Work instructions. Nothing but a number should be given: how many lines in the entries below include the string "AlreadyOpen".

Given records.
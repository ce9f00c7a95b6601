//! Agent configuration
//!
//! Built-in defaults, then an optional file named by `AGENT_CONFIG`, then
//! environment variables such as `AGENT__LIMIT__MEMORY=2147483648` or
//! `AGENT__METRICS__TRANSFERS=10.0.0.1:8433,10.0.0.2:8433`.

use agent_lib::collector::{CollectorConfig, ReporterConfig, WatcherConfig, DEFAULT_VLAN_PREFIX};
use agent_lib::governor::GovernorConfig;
use agent_lib::sync::TransferClientConfig;
use anyhow::{bail, Context, Result};
use serde::Deserialize;
use std::collections::HashMap;
use std::path::Path;
use std::time::Duration;

/// Environment variable naming the optional configuration file
pub const CONFIG_FILE_ENV: &str = "AGENT_CONFIG";

/// Agent configuration
#[derive(Debug, Clone, Deserialize)]
#[serde(default)]
pub struct AgentConfig {
    /// Host name stamped on every app
    pub hostname: String,

    /// API server port for health/metrics
    pub api_port: u16,

    pub docker: DockerConfig,
    pub metrics: MetricsConfig,
    pub redis: RedisConfig,
    pub limit: LimitConfig,
    pub vlan: VlanConfig,
    pub labels: LabelsConfig,
}

#[derive(Debug, Clone, Deserialize)]
#[serde(default)]
pub struct DockerConfig {
    /// Engine endpoint; empty for the local socket
    pub endpoint: String,
    pub stats_timeout_secs: u64,
    pub stop_grace_secs: u64,
}

#[derive(Debug, Clone, Deserialize)]
#[serde(default)]
pub struct MetricsConfig {
    /// Reporting period of every app
    pub step_secs: u64,
    /// Per-call timeout of the remote monitor
    pub timeout_ms: u64,
    /// Transfer endpoints, `host:port`
    pub transfers: Vec<String>,
}

#[derive(Debug, Clone, Default, Deserialize)]
#[serde(default)]
pub struct RedisConfig {
    pub url: Option<String>,
}

#[derive(Debug, Clone, Default, Deserialize)]
#[serde(default)]
pub struct LimitConfig {
    /// Host-wide memory ceiling in bytes; 0 disables the governor
    pub memory: u64,
}

#[derive(Debug, Clone, Deserialize)]
#[serde(default)]
pub struct VlanConfig {
    pub prefix: String,
}

#[derive(Debug, Clone, Default, Deserialize)]
#[serde(default)]
pub struct LabelsConfig {
    pub prefix: String,
}

fn default_hostname() -> String {
    std::env::var("HOSTNAME").unwrap_or_else(|_| "unknown".to_string())
}

impl Default for AgentConfig {
    fn default() -> Self {
        Self {
            hostname: default_hostname(),
            api_port: 8080,
            docker: DockerConfig::default(),
            metrics: MetricsConfig::default(),
            redis: RedisConfig::default(),
            limit: LimitConfig::default(),
            vlan: VlanConfig::default(),
            labels: LabelsConfig::default(),
        }
    }
}

impl Default for DockerConfig {
    fn default() -> Self {
        Self {
            endpoint: String::new(),
            stats_timeout_secs: 2,
            stop_grace_secs: 10,
        }
    }
}

impl Default for MetricsConfig {
    fn default() -> Self {
        Self {
            step_secs: 10,
            timeout_ms: 1000,
            transfers: Vec::new(),
        }
    }
}

impl Default for VlanConfig {
    fn default() -> Self {
        Self {
            prefix: DEFAULT_VLAN_PREFIX.to_string(),
        }
    }
}

impl AgentConfig {
    /// Load configuration from the process environment
    pub fn load() -> Result<Self> {
        let file = std::env::var(CONFIG_FILE_ENV).ok();
        Self::from_sources(file.as_deref().map(Path::new), None)
    }

    /// Load from an optional file and an environment map (the process
    /// environment when `env` is `None`)
    pub fn from_sources(file: Option<&Path>, env: Option<HashMap<String, String>>) -> Result<Self> {
        let mut builder = config::Config::builder();

        if let Some(path) = file {
            builder = builder.add_source(config::File::from(path).required(true));
        }

        builder = builder.add_source(
            config::Environment::with_prefix("AGENT")
                .prefix_separator("__")
                .separator("__")
                .list_separator(",")
                .with_list_parse_key("metrics.transfers")
                .try_parsing(true)
                .source(env),
        );

        let config: AgentConfig = builder
            .build()
            .context("Failed to read configuration sources")?
            .try_deserialize()
            .context("Invalid configuration")?;

        config.validate()?;
        Ok(config)
    }

    /// Reject settings no component can run with
    pub fn validate(&self) -> Result<()> {
        if self.metrics.step_secs == 0 {
            bail!("metrics.step_secs must be greater than zero");
        }
        if self.metrics.timeout_ms == 0 {
            bail!("metrics.timeout_ms must be greater than zero");
        }
        if self.docker.stats_timeout_secs == 0 {
            bail!("docker.stats_timeout_secs must be greater than zero");
        }
        if self.vlan.prefix.is_empty() {
            bail!("vlan.prefix must not be empty");
        }
        Ok(())
    }

    pub fn collector_config(&self) -> CollectorConfig {
        let timeout = Duration::from_secs(self.docker.stats_timeout_secs);
        CollectorConfig {
            vlan_prefix: self.vlan.prefix.clone(),
            stats_timeout: timeout,
            probe_timeout: timeout,
        }
    }

    pub fn reporter_config(&self) -> ReporterConfig {
        ReporterConfig {
            step: Duration::from_secs(self.metrics.step_secs),
            vlan_prefix: self.vlan.prefix.clone(),
            ..Default::default()
        }
    }

    pub fn transfer_client_config(&self) -> TransferClientConfig {
        TransferClientConfig {
            request_timeout: Duration::from_millis(self.metrics.timeout_ms),
            ..Default::default()
        }
    }

    pub fn governor_config(&self) -> GovernorConfig {
        GovernorConfig {
            memory_ceiling: self.limit.memory,
            stop_grace: Duration::from_secs(self.docker.stop_grace_secs),
            ..Default::default()
        }
    }

    pub fn watcher_config(&self) -> WatcherConfig {
        WatcherConfig {
            hostname: self.hostname.clone(),
            label_prefix: self.labels.prefix.clone(),
            ..Default::default()
        }
    }
}

#[cfg(test)]
mod tests {
    use super::*;

    fn env(pairs: &[(&str, &str)]) -> Option<HashMap<String, String>> {
        Some(
            pairs
                .iter()
                .map(|(k, v)| (k.to_string(), v.to_string()))
                .collect(),
        )
    }

    #[test]
    fn test_defaults() {
        let config = AgentConfig::from_sources(None, env(&[])).unwrap();

        assert_eq!(config.api_port, 8080);
        assert_eq!(config.metrics.step_secs, 10);
        assert_eq!(config.metrics.timeout_ms, 1000);
        assert_eq!(config.docker.stop_grace_secs, 10);
        assert_eq!(config.vlan.prefix, "vnbe");
        assert!(config.redis.url.is_none());
        assert!(!config.governor_config().is_enabled());
    }

    #[test]
    fn test_environment_overrides() {
        let config = AgentConfig::from_sources(
            None,
            env(&[
                ("AGENT__HOSTNAME", "node-7"),
                ("AGENT__LIMIT__MEMORY", "2048"),
                ("AGENT__METRICS__STEP_SECS", "30"),
                ("AGENT__METRICS__TRANSFERS", "t1:8433,t2:8433"),
                ("AGENT__REDIS__URL", "redis://127.0.0.1/0"),
            ]),
        )
        .unwrap();

        assert_eq!(config.hostname, "node-7");
        assert_eq!(config.limit.memory, 2048);
        assert_eq!(config.metrics.transfers, vec!["t1:8433", "t2:8433"]);
        assert_eq!(config.redis.url.as_deref(), Some("redis://127.0.0.1/0"));
        assert_eq!(config.reporter_config().step, Duration::from_secs(30));
        assert!(config.governor_config().is_enabled());
    }

    #[test]
    fn test_zero_step_rejected() {
        let result = AgentConfig::from_sources(None, env(&[("AGENT__METRICS__STEP_SECS", "0")]));
        assert!(result.is_err());
    }

    #[test]
    fn test_zero_stats_timeout_rejected() {
        let result = AgentConfig::from_sources(
            None,
            env(&[("AGENT__DOCKER__STATS_TIMEOUT_SECS", "0")]),
        );
        let message = format!("{:#}", result.unwrap_err());
        assert!(message.contains("docker.stats_timeout_secs"));
    }

    #[test]
    fn test_derived_component_configs() {
        let mut config = AgentConfig::default();
        config.docker.stats_timeout_secs = 3;
        config.metrics.timeout_ms = 250;
        config.labels.prefix = "agent.".to_string();

        assert_eq!(config.collector_config().stats_timeout, Duration::from_secs(3));
        assert_eq!(
            config.transfer_client_config().request_timeout,
            Duration::from_millis(250)
        );
        assert_eq!(config.watcher_config().label_prefix, "agent.");
        assert_eq!(config.governor_config().stop_grace, Duration::from_secs(10));
    }
}
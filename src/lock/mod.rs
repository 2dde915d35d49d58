//! Named mutual-exclusion locks.
//!
//! The store does not implement a locking algorithm. It drives whatever
//! [`NamedLock`] it was built with: acquiring yields a [`LockGuard`], and
//! unlocking consumes that guard, so only the holder can release.
//!
//! Two primitives ship with the crate:
//!
//! - [`ProcessLocks`]: async mutexes keyed by name, shared within one process
//! - [`AdvisoryLocks`]: `PostgreSQL` advisory locks, shared by every process
//!   talking to the same server (feature `postgres`)

#[cfg(feature = "postgres")]
mod advisory;
mod process;

#[cfg(feature = "postgres")]
pub use advisory::AdvisoryLocks;
pub use process::ProcessLocks;

use crate::Result;
use async_trait::async_trait;

/// Name every store locks under.
///
/// All stores using the same primitive contend on this one name, whatever
/// database or table they point at.
pub const LOCK_NAME: &str = "kvlock";

/// A primitive that grants exclusive ownership of a name.
#[async_trait]
pub trait NamedLock: Send + Sync {
    /// Waits until `name` is free and takes it.
    ///
    /// There is no timeout; dropping the future abandons the wait.
    ///
    /// # Errors
    ///
    /// Returns [`crate::Error::Lock`] if the primitive cannot grant the lock.
    async fn lock(&self, name: &str) -> Result<Box<dyn LockGuard>>;
}

/// Proof of ownership for a held name.
#[async_trait]
pub trait LockGuard: Send + Sync {
    /// Releases the name.
    ///
    /// # Errors
    ///
    /// Returns [`crate::Error::Lock`] if the primitive fails to release. The
    /// name may still be held in that case.
    async fn unlock(self: Box<Self>) -> Result<()>;
}

/// Builds a lock error for `operation`.
#[cfg_attr(not(feature = "postgres"), allow(dead_code))]
pub(crate) fn lock_error(operation: &str, cause: impl std::fmt::Display) -> crate::Error {
    crate::Error::Lock {
        operation: operation.to_string(),
        cause: cause.to_string(),
    }
}
//! The key-value store.

#[cfg(feature = "postgres")]
use crate::config::Backend;
use crate::config::{Options, Target};
#[cfg(feature = "postgres")]
use crate::lock::AdvisoryLocks;
use crate::lock::{LOCK_NAME, LockGuard, NamedLock, ProcessLocks, lock_error};
use crate::storage::{Connection, Pattern, record_operation_metrics};
use crate::{Error, Result};
use serde::Serialize;
use serde::de::DeserializeOwned;
use std::fmt;
use std::sync::Arc;
use std::time::Instant;

/// Longest key, in bytes, the store accepts.
pub const MAX_KEY_LEN: usize = 128;

/// Lock bookkeeping for one store.
enum LockState {
    /// No lock held.
    Idle,
    /// Lock held and a transaction open on the connection.
    Held(Box<dyn LockGuard>),
    /// The transaction committed but unlocking failed. The store must be
    /// recreated.
    Stale,
}

/// A key-value store on a single relational table.
///
/// Lifecycle: [`new`](Self::new) resolves options, [`open`](Self::open)
/// connects and creates the table, [`close`](Self::close) disconnects. Every
/// other method fails with [`Error::NotOpen`] while the store is closed.
///
/// Methods take `&mut self`: one store issues one statement at a time. Use
/// one store per task and let the named lock order them.
pub struct KeyValStore {
    target: Target,
    options: Options,
    locks: Arc<dyn NamedLock>,
    conn: Option<Connection>,
    lock: LockState,
    /// A `BEGIN` was sent and nothing has ended that transaction yet.
    in_transaction: bool,
}

impl KeyValStore {
    /// Creates a closed store with the default lock for its backend.
    ///
    /// - `PostgreSQL`: [`AdvisoryLocks`](crate::AdvisoryLocks) on the same
    ///   server, so every process using the descriptor is excluded.
    /// - `SQLite`: [`ProcessLocks::global`] orders stores within this
    ///   process. Across processes the database write lock taken by
    ///   `acquire` does the excluding, and a waiter gives up with
    ///   [`Error::Query`] after the five second busy timeout.
    ///
    /// # Errors
    ///
    /// Returns [`Error::Configuration`] if the descriptor cannot be parsed or
    /// names no database.
    pub fn new(descriptor: &str) -> Result<Self> {
        let target = Target::parse(descriptor)?;
        let locks: Arc<dyn NamedLock> = match target.backend {
            #[cfg(feature = "postgres")]
            Backend::Postgres => Arc::new(AdvisoryLocks::new(descriptor)?),
            _ => Arc::new(ProcessLocks::global()),
        };
        Self::from_target(target, locks)
    }

    /// Creates a closed store that locks through `locks`.
    ///
    /// # Errors
    ///
    /// Returns [`Error::Configuration`] if the descriptor cannot be parsed or
    /// names no database.
    pub fn with_lock(descriptor: &str, locks: Arc<dyn NamedLock>) -> Result<Self> {
        Self::from_target(Target::parse(descriptor)?, locks)
    }

    fn from_target(target: Target, locks: Arc<dyn NamedLock>) -> Result<Self> {
        let options = Options::from_target(&target)?;

        Ok(Self {
            target,
            options,
            locks,
            conn: None,
            lock: LockState::Idle,
            in_transaction: false,
        })
    }

    /// Returns the resolved options.
    #[must_use]
    pub const fn options(&self) -> &Options {
        &self.options
    }

    /// Returns true between a successful `open` and `close`.
    #[must_use]
    pub const fn is_open(&self) -> bool {
        self.conn.is_some()
    }

    /// Returns true while this store holds the named lock.
    #[must_use]
    pub const fn is_locked(&self) -> bool {
        !matches!(self.lock, LockState::Idle)
    }

    /// Connects and creates the table if it is missing.
    ///
    /// # Errors
    ///
    /// - [`Error::AlreadyOpen`] if the store is open
    /// - [`Error::Connection`] if connecting or loading TLS files fails
    /// - [`Error::Schema`] if the table cannot be created
    pub async fn open(&mut self) -> Result<()> {
        if self.conn.is_some() {
            return Err(Error::AlreadyOpen);
        }

        let conn = Connection::connect(&self.target, &self.options).await?;
        if let Err(e) = conn.ensure_table().await {
            if let Err(close_err) = conn.close().await {
                tracing::warn!(error = %close_err, "Failed to close connection after schema error");
            }
            return Err(e);
        }

        tracing::info!(
            backend = %conn.backend(),
            database = %self.options.database,
            table = %self.options.table,
            "Store opened"
        );
        self.conn = Some(conn);
        Ok(())
    }

    /// Releases a held lock, then disconnects.
    ///
    /// The connection is torn down even if the release fails; that error is
    /// returned and the lock is dropped so nothing stays held.
    ///
    /// # Errors
    ///
    /// - [`Error::NotOpen`] if the store is closed
    /// - any error from [`release`](Self::release) or from disconnecting
    pub async fn close(&mut self) -> Result<()> {
        if self.conn.is_none() {
            return Err(Error::NotOpen);
        }

        let released = if matches!(self.lock, LockState::Held(_)) {
            self.release().await
        } else {
            if matches!(self.lock, LockState::Stale) {
                tracing::warn!("Closing store whose lock could not be released");
            }
            Ok(())
        };

        let closed = match self.conn.take() {
            Some(conn) => conn.close().await,
            None => Ok(()),
        };
        self.in_transaction = false;

        // A failed commit leaves the guard in place; the transaction died with
        // the connection, so the lock goes too.
        if let LockState::Held(guard) = std::mem::replace(&mut self.lock, LockState::Idle) {
            if let Err(e) = guard.unlock().await {
                tracing::warn!(error = %e, "Failed to unlock after closing");
            }
        }

        tracing::info!(database = %self.options.database, "Store closed");
        released.and(closed)
    }

    /// Lists keys, optionally only those matching a glob.
    ///
    /// In a pattern, `*` stands for one or more characters and everything
    /// else is literal. The pattern must match the whole key. Order is
    /// whatever the backend returns.
    ///
    /// # Errors
    ///
    /// - [`Error::NotOpen`] if the store is closed
    /// - [`Error::Query`] if the statement fails
    pub async fn keys(&mut self, pattern: Option<&str>) -> Result<Vec<String>> {
        self.settle().await?;
        let conn = self.conn.as_ref().ok_or(Error::NotOpen)?;
        let start = Instant::now();

        let pattern = pattern.map(Pattern::from_glob);
        let result = conn.keys(pattern.as_ref()).await;

        tracing::debug!(pattern = ?pattern.as_ref().map(Pattern::as_regex), "keys");
        self.observe("keys", start, &result);
        result
    }

    /// Stores `value` under `key` as JSON, replacing any previous value.
    ///
    /// # Errors
    ///
    /// - [`Error::NotOpen`] if the store is closed
    /// - [`Error::InvalidKey`] if `key` is longer than [`MAX_KEY_LEN`] bytes
    /// - [`Error::Serialization`] if `value` cannot be encoded
    /// - [`Error::Query`] if the statement fails
    pub async fn put<T>(&mut self, key: &str, value: &T) -> Result<()>
    where
        T: Serialize + ?Sized,
    {
        self.settle().await?;
        let conn = self.conn.as_ref().ok_or(Error::NotOpen)?;
        let start = Instant::now();

        if key.len() > MAX_KEY_LEN {
            return Err(Error::InvalidKey(format!(
                "key is {} bytes, limit is {MAX_KEY_LEN}",
                key.len()
            )));
        }
        let text = serde_json::to_string(value).map_err(|e| Error::Serialization {
            key: key.to_string(),
            cause: e.to_string(),
        })?;

        let result = conn.upsert(key, &text).await;

        tracing::debug!(key, bytes = text.len(), "put");
        self.observe("put", start, &result);
        result
    }

    /// Reads the value stored under `key`.
    ///
    /// Returns `Ok(None)` when no row exists. A stored JSON `null` read as
    /// [`serde_json::Value`] is `Some(Value::Null)`, so absence and null stay
    /// distinct.
    ///
    /// # Errors
    ///
    /// - [`Error::NotOpen`] if the store is closed
    /// - [`Error::Query`] if the statement fails
    /// - [`Error::Serialization`] if the stored text does not decode as `T`
    pub async fn get<T>(&mut self, key: &str) -> Result<Option<T>>
    where
        T: DeserializeOwned,
    {
        self.settle().await?;
        let conn = self.conn.as_ref().ok_or(Error::NotOpen)?;
        let start = Instant::now();

        let result = conn.select(key).await.and_then(|text| {
            text.map(|text| {
                serde_json::from_str(&text).map_err(|e| Error::Serialization {
                    key: key.to_string(),
                    cause: e.to_string(),
                })
            })
            .transpose()
        });

        tracing::debug!(key, found = matches!(result, Ok(Some(_))), "get");
        self.observe("get", start, &result);
        result
    }

    /// Deletes `key`. Deleting a missing key succeeds.
    ///
    /// # Errors
    ///
    /// - [`Error::NotOpen`] if the store is closed
    /// - [`Error::Query`] if the statement fails
    pub async fn del(&mut self, key: &str) -> Result<()> {
        self.settle().await?;
        let conn = self.conn.as_ref().ok_or(Error::NotOpen)?;
        let start = Instant::now();

        let result = conn.delete(key).await;

        tracing::debug!(key, "del");
        self.observe("del", start, &result);
        result
    }

    /// Takes the named lock, then opens a transaction.
    ///
    /// Waits for as long as another holder keeps the lock. If the
    /// transaction cannot be started the lock is given back before the error
    /// is returned.
    ///
    /// Dropping the returned future gives up the wait. If it is dropped
    /// while `BEGIN` is in flight the lock guard is dropped with it, and the
    /// transaction that may have started is rolled back by the next call on
    /// this store.
    ///
    /// # Errors
    ///
    /// - [`Error::NotOpen`] if the store is closed
    /// - [`Error::AlreadyLocked`] if this store already holds the lock
    /// - [`Error::Lock`] if the lock primitive fails, or a previous unlock
    ///   failed
    /// - [`Error::Query`] if the transaction cannot be started
    pub async fn acquire(&mut self) -> Result<()> {
        self.settle().await?;
        let conn = self.conn.as_ref().ok_or(Error::NotOpen)?;
        match self.lock {
            LockState::Idle => {},
            LockState::Held(_) => return Err(Error::AlreadyLocked),
            LockState::Stale => return Err(stale_error("acquire")),
        }

        let start = Instant::now();
        let guard = self.locks.lock(LOCK_NAME).await?;
        metrics::histogram!("kvlock_lock_wait_ms").record(start.elapsed().as_secs_f64() * 1000.0);

        self.in_transaction = true;
        if let Err(e) = conn.begin().await {
            self.in_transaction = false;
            if let Err(unlock_err) = guard.unlock().await {
                tracing::warn!(error = %unlock_err, "Failed to unlock after BEGIN failed");
            }
            return Err(e);
        }

        tracing::info!(lock = LOCK_NAME, "Lock acquired");
        self.lock = LockState::Held(guard);
        Ok(())
    }

    /// Commits the open transaction, then gives the lock back.
    ///
    /// A failed commit leaves the lock held. A failed unlock leaves the
    /// transaction committed and the store unusable for locking.
    ///
    /// # Errors
    ///
    /// - [`Error::NotOpen`] if the store is closed
    /// - [`Error::NotAcquired`] if no lock is held
    /// - [`Error::Query`] if the commit fails
    /// - [`Error::Lock`] if unlocking fails
    pub async fn release(&mut self) -> Result<()> {
        let conn = self.conn.as_ref().ok_or(Error::NotOpen)?;
        let guard = match std::mem::replace(&mut self.lock, LockState::Idle) {
            LockState::Held(guard) => guard,
            LockState::Idle => return Err(Error::NotAcquired),
            LockState::Stale => {
                self.lock = LockState::Stale;
                return Err(stale_error("release"));
            },
        };

        if let Err(e) = conn.commit().await {
            self.lock = LockState::Held(guard);
            return Err(e);
        }
        self.in_transaction = false;

        match guard.unlock().await {
            Ok(()) => {
                tracing::info!(lock = LOCK_NAME, "Lock released");
                Ok(())
            },
            Err(e) => {
                tracing::warn!(error = %e, "Transaction committed but unlock failed");
                self.lock = LockState::Stale;
                Err(e)
            },
        }
    }

    /// Rolls back a transaction that outlived its lock.
    ///
    /// That happens when an `acquire` future is dropped after sending
    /// `BEGIN`. Without the rollback the next statements would run inside a
    /// transaction no lock protects.
    async fn settle(&mut self) -> Result<()> {
        if !self.in_transaction || !matches!(self.lock, LockState::Idle) {
            return Ok(());
        }
        let conn = self.conn.as_ref().ok_or(Error::NotOpen)?;

        tracing::warn!("Rolling back transaction left by an abandoned acquire");
        conn.rollback().await?;
        self.in_transaction = false;
        Ok(())
    }

    fn observe<T>(&self, operation: &'static str, start: Instant, result: &Result<T>) {
        let backend = self.conn.as_ref().map_or("closed", |c| c.backend().as_str());
        let status = if result.is_ok() { "success" } else { "error" };
        record_operation_metrics(backend, operation, start, status);
    }
}

fn stale_error(operation: &str) -> Error {
    lock_error(operation, "a previous unlock failed, recreate the store")
}

impl fmt::Debug for KeyValStore {
    fn fmt(&self, f: &mut fmt::Formatter<'_>) -> fmt::Result {
        f.debug_struct("KeyValStore")
            .field("backend", &self.target.backend)
            .field("options", &self.options)
            .field("open", &self.is_open())
            .field("locked", &self.is_locked())
            .finish_non_exhaustive()
    }
}
//! Glob-style key filters.
//!
//! `*` matches one or more characters, newlines included. Every other
//! character, including regex metacharacters, matches itself. The translated
//! expression is anchored to the whole key and starts with the `(?s)` flag,
//! which both the `regex` crate and `PostgreSQL` accept.

use std::fmt;

/// A key filter translated into a regular expression.
#[derive(Debug, Clone, PartialEq, Eq)]
pub struct Pattern {
    regex: String,
}

impl Pattern {
    /// Translates a glob into an anchored regular expression.
    ///
    /// # Examples
    ///
    /// ```rust
    /// use kvlock::Pattern;
    ///
    /// assert_eq!(Pattern::from_glob("job.*").as_regex(), r"(?s)^job\..+$");
    /// ```
    #[must_use]
    pub fn from_glob(glob: &str) -> Self {
        let body = glob
            .split('*')
            .map(regex::escape)
            .collect::<Vec<_>>()
            .join(".+");

        Self {
            regex: format!("(?s)^{body}$"),
        }
    }

    /// Returns the regular expression.
    #[must_use]
    pub fn as_regex(&self) -> &str {
        &self.regex
    }

    /// Returns the expression as a quoted SQL string literal.
    ///
    /// Single quotes are doubled so the literal cannot terminate early.
    #[must_use]
    pub fn sql_literal(&self) -> String {
        format!("'{}'", self.regex.replace('\'', "''"))
    }

    /// Tests a key against the pattern locally.
    ///
    /// Backends evaluate patterns in SQL; this is the same rule applied in
    /// process.
    #[must_use]
    pub fn matches(&self, key: &str) -> bool {
        regex::Regex::new(&self.regex).is_ok_and(|re| re.is_match(key))
    }
}

impl fmt::Display for Pattern {
    fn fmt(&self, f: &mut fmt::Formatter<'_>) -> fmt::Result {
        f.write_str(&self.regex)
    }
}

Written solution. 2